Les juifs resteront toujours reconnaissants à Jacques Chirac, président de la République, qui a reconnu la responsabilité de la France dans le statut des juifs d’octobre 1940 et dans les déportations. Jacques Chirac a compris que les fautes refoulées et les mensonges empoisonnent la vie de la démocratie. Ce que les juifs ont demandé et obtenu, les enfants de harkis le demandent.
Nous sommes tous heureux que les gouvernements algérien et français rapprochent aujourd’hui politiquement ces deux peuples qui ont été et sont toujours restés si proches. Veillons à ce que cette politique de réconciliation ne renouvelle pas le pacte honteux des deux mémoires nationales, qui se sont construites en 1962 en déniant l’existence et le destin de ceux qui s’étaient engagés aux côtés de l’armée française. Veillons à ce que cette réconciliation ne se réalise pas aux dépens de la vérité et des droits d’une partie des citoyens français.

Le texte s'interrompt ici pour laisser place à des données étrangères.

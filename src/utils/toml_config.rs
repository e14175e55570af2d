//! TOML-based configuration for Folio
//!
//! Infrastructure settings for the content server and the admin client live
//! in `folio.toml`. Secrets are never written into the file; it names the
//! environment variables that hold them.
//!
//! # Hot Reloading
//!
//! Configuration changes are automatically detected and applied at runtime.
//! Use `FolioConfigManager` for thread-safe access to the current configuration.

use arc_swap::ArcSwap;
use notify::{Event, RecommendedWatcher, RecursiveMode, Watcher};
use parking_lot::RwLock;
use serde::{Deserialize, Serialize};
use std::fs;
use std::path::{Path, PathBuf};
use std::sync::Arc;
use std::time::Duration;
use tokio::sync::mpsc;
use tracing::{error, info, warn};

/// Root configuration structure loaded from folio.toml
#[derive(Debug, Clone, Default, Serialize, Deserialize)]
pub struct FolioConfig {
    #[serde(default)]
    pub server: ServerConfig,
    #[serde(default)]
    pub auth: AuthConfig,
    #[serde(default)]
    pub database: DatabaseConfig,
    #[serde(default)]
    pub uploads: UploadConfig,
    #[serde(default)]
    pub client: ClientConfig,
}

// ============= Server Configuration =============

#[derive(Debug, Clone, Serialize, Deserialize)]
pub struct ServerConfig {
    #[serde(default = "default_host")]
    pub host: String,

    #[serde(default = "default_port")]
    pub port: u16,

    #[serde(default = "default_log_level")]
    pub log_level: String,

    /// `pretty` or `json`
    #[serde(default = "default_log_format")]
    pub log_format: String,
}

fn default_host() -> String {
    "127.0.0.1".to_string()
}

fn default_port() -> u16 {
    8001
}

fn default_log_level() -> String {
    "info".to_string()
}

fn default_log_format() -> String {
    "pretty".to_string()
}

impl Default for ServerConfig {
    fn default() -> Self {
        Self {
            host: default_host(),
            port: default_port(),
            log_level: default_log_level(),
            log_format: default_log_format(),
        }
    }
}

// ============= Authentication Configuration =============

#[derive(Debug, Clone, Serialize, Deserialize)]
pub struct AuthConfig {
    /// Environment variable name containing the JWT secret
    #[serde(default = "default_jwt_secret_env")]
    pub jwt_secret_env: String,

    /// Token lifetime in seconds
    #[serde(default = "default_jwt_expiry")]
    pub jwt_expiry: i64,

    /// Username of the owner account created on first start
    #[serde(default = "default_admin_username")]
    pub admin_username: String,

    /// Environment variable name containing the owner's initial password
    #[serde(default = "default_admin_password_env")]
    pub admin_password_env: String,
}

fn default_jwt_secret_env() -> String {
    "JWT_SECRET".to_string()
}

fn default_jwt_expiry() -> i64 {
    86400
}

fn default_admin_username() -> String {
    "admin".to_string()
}

fn default_admin_password_env() -> String {
    "ADMIN_PASSWORD".to_string()
}

impl Default for AuthConfig {
    fn default() -> Self {
        Self {
            jwt_secret_env: default_jwt_secret_env(),
            jwt_expiry: default_jwt_expiry(),
            admin_username: default_admin_username(),
            admin_password_env: default_admin_password_env(),
        }
    }
}

// ============= Database Configuration =============

#[derive(Debug, Clone, Serialize, Deserialize)]
pub struct DatabaseConfig {
    /// Local database path, or `:memory:`
    #[serde(default = "default_database_url")]
    pub url: String,

    /// Write the sample portfolio when the store is empty
    #[serde(default = "default_true")]
    pub seed_on_start: bool,
}

fn default_database_url() -> String {
    "./data/folio.db".to_string()
}

fn default_true() -> bool {
    true
}

impl Default for DatabaseConfig {
    fn default() -> Self {
        Self {
            url: default_database_url(),
            seed_on_start: true,
        }
    }
}

// ============= Upload Configuration =============

#[derive(Debug, Clone, Serialize, Deserialize)]
pub struct UploadConfig {
    /// Directory served at `/uploads`
    #[serde(default = "default_upload_dir")]
    pub dir: PathBuf,

    #[serde(default = "default_max_upload_bytes")]
    pub max_bytes: usize,
}

fn default_upload_dir() -> PathBuf {
    PathBuf::from("./uploads")
}

fn default_max_upload_bytes() -> usize {
    10 * 1024 * 1024
}

impl Default for UploadConfig {
    fn default() -> Self {
        Self {
            dir: default_upload_dir(),
            max_bytes: default_max_upload_bytes(),
        }
    }
}

// ============= Admin Client Configuration =============

#[derive(Debug, Clone, Serialize, Deserialize)]
pub struct ClientConfig {
    /// Backend origin; requests go to `<base_url>/api`
    #[serde(default = "default_client_base_url")]
    pub base_url: String,

    /// Dashboard summary refresh interval
    #[serde(default = "default_poll_interval_ms")]
    pub poll_interval_ms: u64,

    #[serde(default = "default_timeout_secs")]
    pub timeout_secs: u64,
}

fn default_client_base_url() -> String {
    "http://127.0.0.1:8001".to_string()
}

fn default_poll_interval_ms() -> u64 {
    3000
}

fn default_timeout_secs() -> u64 {
    10
}

impl Default for ClientConfig {
    fn default() -> Self {
        Self {
            base_url: default_client_base_url(),
            poll_interval_ms: default_poll_interval_ms(),
            timeout_secs: default_timeout_secs(),
        }
    }
}

impl ClientConfig {
    pub fn poll_interval(&self) -> Duration {
        Duration::from_millis(self.poll_interval_ms)
    }

    pub fn timeout(&self) -> Duration {
        Duration::from_secs(self.timeout_secs)
    }
}

// ============= Configuration Loading & Validation =============

/// Errors that can occur during configuration loading
#[derive(Debug, thiserror::Error)]
pub enum ConfigError {
    #[error("Configuration file not found: {0}")]
    FileNotFound(PathBuf),

    #[error("Failed to read configuration file: {0}")]
    ReadError(#[from] std::io::Error),

    #[error("Failed to parse TOML: {0}")]
    ParseError(#[from] toml::de::Error),

    #[error("Validation error: {0}")]
    ValidationError(String),

    #[error("Environment variable '{0}' referenced in config is not set")]
    MissingEnvVar(String),

    #[error("Watch error: {0}")]
    WatchError(#[from] notify::Error),
}

const MIN_JWT_SECRET_LEN: usize = 32;

impl FolioConfig {
    /// Load and validate configuration from a TOML file
    pub fn load<P: AsRef<Path>>(path: P) -> Result<Self, ConfigError> {
        let path = path.as_ref();

        if !path.exists() {
            return Err(ConfigError::FileNotFound(path.to_path_buf()));
        }

        let content = fs::read_to_string(path)?;
        let config: FolioConfig = toml::from_str(&content)?;

        config.validate()?;

        Ok(config)
    }

    /// Validate value ranges and that referenced env vars are set
    pub fn validate(&self) -> Result<(), ConfigError> {
        let secret = self.jwt_secret()?;
        if secret.len() < MIN_JWT_SECRET_LEN {
            return Err(ConfigError::ValidationError(format!(
                "JWT secret in '{}' must be at least {} characters",
                self.auth.jwt_secret_env, MIN_JWT_SECRET_LEN
            )));
        }

        if self.auth.jwt_expiry <= 0 {
            return Err(ConfigError::ValidationError(
                "auth.jwt_expiry must be positive".to_string(),
            ));
        }

        if self.auth.admin_username.trim().is_empty() {
            return Err(ConfigError::ValidationError(
                "auth.admin_username must not be empty".to_string(),
            ));
        }

        if self.client.poll_interval_ms == 0 {
            return Err(ConfigError::ValidationError(
                "client.poll_interval_ms must be greater than zero".to_string(),
            ));
        }

        if self.uploads.max_bytes == 0 {
            return Err(ConfigError::ValidationError(
                "uploads.max_bytes must be greater than zero".to_string(),
            ));
        }

        match self.server.log_format.as_str() {
            "pretty" | "json" => {}
            other => {
                return Err(ConfigError::ValidationError(format!(
                    "server.log_format must be 'pretty' or 'json', got '{}'",
                    other
                )))
            }
        }

        Ok(())
    }

    /// Get a resolved value from an env var reference
    pub fn resolve_env(&self, env_name: &str) -> Option<String> {
        std::env::var(env_name).ok()
    }

    /// Get the JWT secret from the environment
    pub fn jwt_secret(&self) -> Result<String, ConfigError> {
        self.resolve_env(&self.auth.jwt_secret_env)
            .ok_or_else(|| ConfigError::MissingEnvVar(self.auth.jwt_secret_env.clone()))
    }

    /// Get the owner's initial password from the environment
    pub fn admin_password(&self) -> Result<String, ConfigError> {
        self.resolve_env(&self.auth.admin_password_env)
            .ok_or_else(|| ConfigError::MissingEnvVar(self.auth.admin_password_env.clone()))
    }

    pub fn bind_address(&self) -> String {
        format!("{}:{}", self.server.host, self.server.port)
    }
}

// ============= Hot Reloading Configuration Manager =============

/// Thread-safe configuration manager with hot reloading support
pub struct FolioConfigManager {
    config: Arc<ArcSwap<FolioConfig>>,
    config_path: PathBuf,
    watcher: RwLock<Option<RecommendedWatcher>>,
    reload_tx: Option<mpsc::UnboundedSender<()>>,
}

impl FolioConfigManager {
    /// Create a new configuration manager and load the initial config
    pub fn new<P: AsRef<Path>>(path: P) -> Result<Self, ConfigError> {
        // Absolute paths keep the watcher reliable
        let path = path.as_ref();
        let path = if path.is_absolute() {
            path.to_path_buf()
        } else {
            std::env::current_dir()
                .map_err(ConfigError::ReadError)?
                .join(path)
        };

        let config = FolioConfig::load(&path)?;

        Ok(Self {
            config: Arc::new(ArcSwap::from_pointee(config)),
            config_path: path,
            watcher: RwLock::new(None),
            reload_tx: None,
        })
    }

    /// Create a config manager directly from a config, without file watching
    pub fn from_config(config: FolioConfig) -> Self {
        Self {
            config: Arc::new(ArcSwap::from_pointee(config)),
            config_path: PathBuf::from("folio.toml"),
            watcher: RwLock::new(None),
            reload_tx: None,
        }
    }

    /// Get the current configuration (lockless read)
    pub fn config(&self) -> Arc<FolioConfig> {
        self.config.load_full()
    }

    pub fn path(&self) -> &Path {
        &self.config_path
    }

    /// Manually reload the configuration from disk
    pub fn reload(&self) -> Result<(), ConfigError> {
        info!("Reloading configuration from {:?}", self.config_path);

        let new_config = FolioConfig::load(&self.config_path)?;
        self.config.store(Arc::new(new_config));

        info!("Configuration reloaded successfully");
        Ok(())
    }

    /// Start watching for configuration file changes
    ///
    /// Only settings read per request (upload limits, log level hints) take
    /// effect live; the bind address and database need a restart.
    pub fn start_watching(&mut self) -> Result<(), ConfigError> {
        let (tx, mut rx) = mpsc::unbounded_channel::<()>();
        self.reload_tx = Some(tx.clone());

        let config_path = self.config_path.clone();
        let config_arc = Arc::clone(&self.config);

        let mut watcher = notify::recommended_watcher(move |res: Result<Event, notify::Error>| {
            match res {
                Ok(event) => {
                    if event.kind.is_modify() || event.kind.is_create() {
                        let _ = tx.send(());
                    }
                }
                Err(e) => {
                    error!("Config watcher error: {:?}", e);
                }
            }
        })?;

        if let Some(parent) = self.config_path.parent() {
            watcher.watch(parent, RecursiveMode::NonRecursive)?;
        }

        *self.watcher.write() = Some(watcher);

        tokio::spawn(async move {
            let mut last_reload = std::time::Instant::now();
            let debounce_duration = Duration::from_millis(500);

            while rx.recv().await.is_some() {
                if last_reload.elapsed() < debounce_duration {
                    continue;
                }

                // Let the editor finish writing
                tokio::time::sleep(Duration::from_millis(100)).await;

                match FolioConfig::load(&config_path) {
                    Ok(new_config) => {
                        config_arc.store(Arc::new(new_config));
                        info!("Configuration hot-reloaded successfully");
                        last_reload = std::time::Instant::now();
                    }
                    Err(e) => {
                        warn!(
                            "Failed to hot-reload config: {}. Keeping previous config.",
                            e
                        );
                    }
                }
            }
        });

        info!("Configuration hot-reload watcher started");
        Ok(())
    }

    /// Stop watching for configuration changes
    pub fn stop_watching(&self) {
        *self.watcher.write() = None;
        info!("Configuration hot-reload watcher stopped");
    }
}

impl Clone for FolioConfigManager {
    fn clone(&self) -> Self {
        Self {
            config: Arc::clone(&self.config),
            config_path: self.config_path.clone(),
            watcher: RwLock::new(None), // Watcher is not cloned
            reload_tx: self.reload_tx.clone(),
        }
    }
}
//! Store integration tests
//!
//! These tests verify the PortfolioStore functionality using in-memory SQLite
//! and, where persistence matters, a database file in a temp directory.

use folio::db::{seed, DatabaseProvider, PortfolioStore};
use folio::types::{
    AdminRole, AppError, ContactMessageCreate, Education, Footer, LearningPhaseDraft,
    NotificationKind, ProjectDraft, ProjectUpdate, Skill,
};
use rstest::rstest;
use serde_json::json;
use tempfile::TempDir;

/// Test helper to create a store with an in-memory database
async fn create_test_store() -> PortfolioStore {
    PortfolioStore::new_memory()
        .await
        .expect("Failed to create in-memory store")
}

fn project_draft(title: &str) -> ProjectDraft {
    ProjectDraft {
        title: title.to_string(),
        description: format!("{} description", title),
        status: "coming-soon".to_string(),
        ..Default::default()
    }
}

fn message(name: &str) -> ContactMessageCreate {
    ContactMessageCreate {
        name: name.to_string(),
        email: format!("{}@example.com", name.to_lowercase()),
        message: "Hello!".to_string(),
    }
}

#[rstest]
#[case(":memory:", true)]
#[case("", true)]
#[case("./data/folio.db", false)]
#[case("file:./data/folio.db", false)]
fn test_provider_from_url(#[case] url: &str, #[case] memory: bool) {
    let provider = DatabaseProvider::from_url(url);
    assert_eq!(matches!(provider, DatabaseProvider::Memory), memory);
}

#[tokio::test]
async fn test_file_store_persists_across_connections() {
    let dir = TempDir::new().unwrap();
    let path = dir.path().join("folio.db");
    let url = path.to_string_lossy().to_string();

    {
        let store = DatabaseProvider::from_url(&url).connect().await.unwrap();
        store.create_project(project_draft("Persisted")).await.unwrap();
    }

    let store = DatabaseProvider::from_url(&url).connect().await.unwrap();
    let projects = store.list_projects().await.unwrap();
    assert_eq!(projects.len(), 1);
    assert_eq!(projects[0].title, "Persisted");
}

// ============= Sections =============

#[tokio::test]
async fn test_missing_section_is_none() {
    let store = create_test_store().await;

    assert!(store.get_section::<Footer>().await.unwrap().is_none());
    assert!(store.get_section_value("footer").await.unwrap().is_none());
}

#[tokio::test]
async fn test_put_section_replaces_whole_document() {
    let store = create_test_store().await;

    let mut footer = Footer::default();
    footer.set("tagline", "First");
    footer.set("copyright", "2026");
    store.put_section(&footer).await.unwrap();

    let mut replacement = Footer::default();
    replacement.set("tagline", "Second");
    store.put_section(&replacement).await.unwrap();

    let stored = store.get_section::<Footer>().await.unwrap().unwrap();
    assert_eq!(stored.get("tagline"), Some(&json!("Second")));
    assert!(stored.get("copyright").is_none());
}

#[tokio::test]
async fn test_section_keeps_unknown_fields() {
    let store = create_test_store().await;

    let mut education: Education =
        serde_json::from_value(json!({ "degree": "BSc", "progress": 40, "honours": true }))
            .unwrap();
    education.institution = "State University".to_string();
    store.put_section(&education).await.unwrap();

    let value = store.get_section_value("education").await.unwrap().unwrap();
    assert_eq!(value["honours"], json!(true));
    assert_eq!(value["institution"], json!("State University"));
    assert_eq!(value["progress"], json!(40));
}

// ============= Skills =============

#[tokio::test]
async fn test_skill_category_upsert_and_delete() {
    let store = create_test_store().await;

    store
        .put_skill_category("tools", &[Skill::new("Git", 70)])
        .await
        .unwrap();
    store
        .put_skill_category("tools", &[Skill::new("Git", 90), Skill::new("Docker", 40)])
        .await
        .unwrap();

    let skills = store.get_skills().await.unwrap();
    assert_eq!(skills.len(), 1);
    assert_eq!(skills["tools"].len(), 2);
    assert_eq!(skills["tools"][0].proficiency, 90);

    assert!(store.delete_skill_category("tools").await.unwrap());
    assert!(!store.delete_skill_category("tools").await.unwrap());
    assert!(store.get_skills().await.unwrap().is_empty());
}

#[tokio::test]
async fn test_skill_categories_iterate_by_key() {
    let store = create_test_store().await;

    for category in ["soft", "cloud", "programming"] {
        store
            .put_skill_category(category, &[Skill::new("Any", 50)])
            .await
            .unwrap();
    }

    let keys: Vec<_> = store.get_skills().await.unwrap().into_keys().collect();
    assert_eq!(keys, vec!["cloud", "programming", "soft"]);
}

// ============= Projects =============

#[tokio::test]
async fn test_projects_listed_newest_first() {
    let store = create_test_store().await;

    store.create_project(project_draft("Older")).await.unwrap();
    store.create_project(project_draft("Newer")).await.unwrap();

    let titles: Vec<_> = store
        .list_projects()
        .await
        .unwrap()
        .into_iter()
        .map(|p| p.title)
        .collect();
    assert_eq!(titles, vec!["Newer", "Older"]);
}

#[tokio::test]
async fn test_project_partial_update() {
    let store = create_test_store().await;
    let created = store.create_project(project_draft("Folio")).await.unwrap();

    let updated = store
        .update_project(
            &created.id,
            ProjectUpdate {
                status: Some("completed".to_string()),
                ..Default::default()
            },
        )
        .await
        .unwrap()
        .expect("project should exist");

    assert_eq!(updated.status, "completed");
    assert_eq!(updated.title, "Folio");
    assert_eq!(updated.created_at, created.created_at);
    assert!(updated.updated_at >= created.updated_at);

    let fetched = store.get_project(&created.id).await.unwrap().unwrap();
    assert_eq!(fetched, updated);
}

#[tokio::test]
async fn test_update_and_delete_missing_project() {
    let store = create_test_store().await;

    let update = ProjectUpdate {
        title: Some("Ghost".to_string()),
        ..Default::default()
    };
    assert!(store.update_project("missing", update).await.unwrap().is_none());
    assert!(!store.delete_project("missing").await.unwrap());
}

// ============= Learning journey =============

#[tokio::test]
async fn test_learning_phases_follow_order_field() {
    let store = create_test_store().await;

    for (phase, order) in [("Third", 3), ("First", 1), ("Second", 2)] {
        store
            .create_learning_phase(LearningPhaseDraft {
                phase: phase.to_string(),
                skills: vec![],
                status: "planned".to_string(),
                order,
            })
            .await
            .unwrap();
    }

    let phases = store.list_learning_phases().await.unwrap();
    let names: Vec<_> = phases.iter().map(|p| p.phase.as_str()).collect();
    assert_eq!(names, vec!["First", "Second", "Third"]);

    // Moving a phase to the front reorders the list
    let third = phases[2].clone();
    store
        .update_learning_phase(
            &third.id,
            LearningPhaseDraft {
                phase: third.phase,
                skills: third.skills,
                status: "in-progress".to_string(),
                order: 0,
            },
        )
        .await
        .unwrap()
        .expect("phase should exist");

    let phases = store.list_learning_phases().await.unwrap();
    assert_eq!(phases[0].phase, "Third");
    assert_eq!(phases[0].status, "in-progress");
}

// ============= Messages and notifications =============

#[tokio::test]
async fn test_message_lifecycle() {
    let store = create_test_store().await;

    let created = store.create_message(message("Ada")).await.unwrap();
    assert!(!created.read);
    assert_eq!(store.list_messages().await.unwrap(), vec![created.clone()]);

    assert!(store.mark_message_read(&created.id).await.unwrap());
    assert!(store.list_messages().await.unwrap()[0].read);

    assert!(store.delete_message(&created.id).await.unwrap());
    assert!(!store.mark_message_read(&created.id).await.unwrap());
    assert!(store.list_messages().await.unwrap().is_empty());
}

#[tokio::test]
async fn test_notifications_mark_all_and_clear() {
    let store = create_test_store().await;

    let first = store
        .create_notification(NotificationKind::Login, "Admin 'owner' logged in")
        .await
        .unwrap();
    store
        .create_notification(NotificationKind::NewMessage, "New message from Ada")
        .await
        .unwrap();

    let listed = store.list_notifications().await.unwrap();
    assert_eq!(listed.last(), Some(&first));

    assert!(store.mark_notification_read(&first.id).await.unwrap());
    assert_eq!(store.mark_all_notifications_read().await.unwrap(), 1);
    assert!(store
        .list_notifications()
        .await
        .unwrap()
        .iter()
        .all(|n| n.read));

    assert_eq!(store.clear_notifications().await.unwrap(), 2);
    assert!(store.list_notifications().await.unwrap().is_empty());
}

// ============= Admin users =============

#[tokio::test]
async fn test_create_duplicate_admin_fails() {
    let store = create_test_store().await;

    store
        .create_admin("editor", "hash", "Editor", "", AdminRole::Admin)
        .await
        .unwrap();
    let result = store
        .create_admin("editor", "hash", "Editor Again", "", AdminRole::Admin)
        .await;

    assert!(matches!(result, Err(AppError::Conflict(_))));
    assert_eq!(store.list_admins().await.unwrap().len(), 1);
}

#[tokio::test]
async fn test_admin_credentials_round_trip() {
    let store = create_test_store().await;

    let created = store
        .create_admin("owner", "argon-hash", "Owner", "/me.png", AdminRole::Owner)
        .await
        .unwrap();

    let (admin, hash) = store
        .get_admin_credentials("owner")
        .await
        .unwrap()
        .expect("admin should exist");
    assert_eq!(admin, created);
    assert_eq!(admin.role, AdminRole::Owner);
    assert_eq!(hash, "argon-hash");

    assert!(store.delete_admin("owner").await.unwrap());
    assert!(store.get_admin("owner").await.unwrap().is_none());
}

// ============= Dashboard =============

#[tokio::test]
async fn test_dashboard_summary_counts() {
    let store = create_test_store().await;
    seed::seed_portfolio(&store).await.unwrap();

    for name in ["A", "B", "C", "D", "E", "F"] {
        store.create_message(message(name)).await.unwrap();
    }
    let newest = store.list_messages().await.unwrap()[0].clone();
    store.mark_message_read(&newest.id).await.unwrap();
    store
        .create_notification(NotificationKind::AdminCreated, "Admin 'x' created")
        .await
        .unwrap();

    let summary = store.dashboard_summary().await.unwrap();

    assert_eq!(summary.project_count, 2);
    assert_eq!(summary.skill_category_count, 7);
    assert_eq!(summary.message_count, 6);
    assert_eq!(summary.unread_message_count, 5);
    assert_eq!(summary.unread_notification_count, 1);
    assert_eq!(summary.recent_messages.len(), 5);
    assert_eq!(summary.recent_messages[0].id, newest.id);
}

#[tokio::test]
async fn test_seed_is_idempotent() {
    let store = create_test_store().await;

    assert!(seed::seed_portfolio(&store).await.unwrap());
    assert!(!seed::seed_portfolio(&store).await.unwrap());

    assert_eq!(store.list_projects().await.unwrap().len(), 2);
    assert!(store.get_section::<Footer>().await.unwrap().is_some());
}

La réconciliation entre l’Algérie et la France ne sera jamais complète si elle s’établit sur un déni de justice. C’est l’histoire qui a constitué les harkis et leurs familles en tant que collectivité historique, c’est en tant que collectivité historique qu’ils réclament la vérité.
Depuis 1962, les harkis ont été aidés et assistés, même si cela a souvent été de manière insuffisante. Mais ce n’est pas l’assistance qu’ils demandent aujourd’hui, c’est la reconnaissance, dans tous les sens du terme. Comme tous les citoyens d’une société démocratique, autant que tous les autres, ils ont droit à la vérité et à la justice.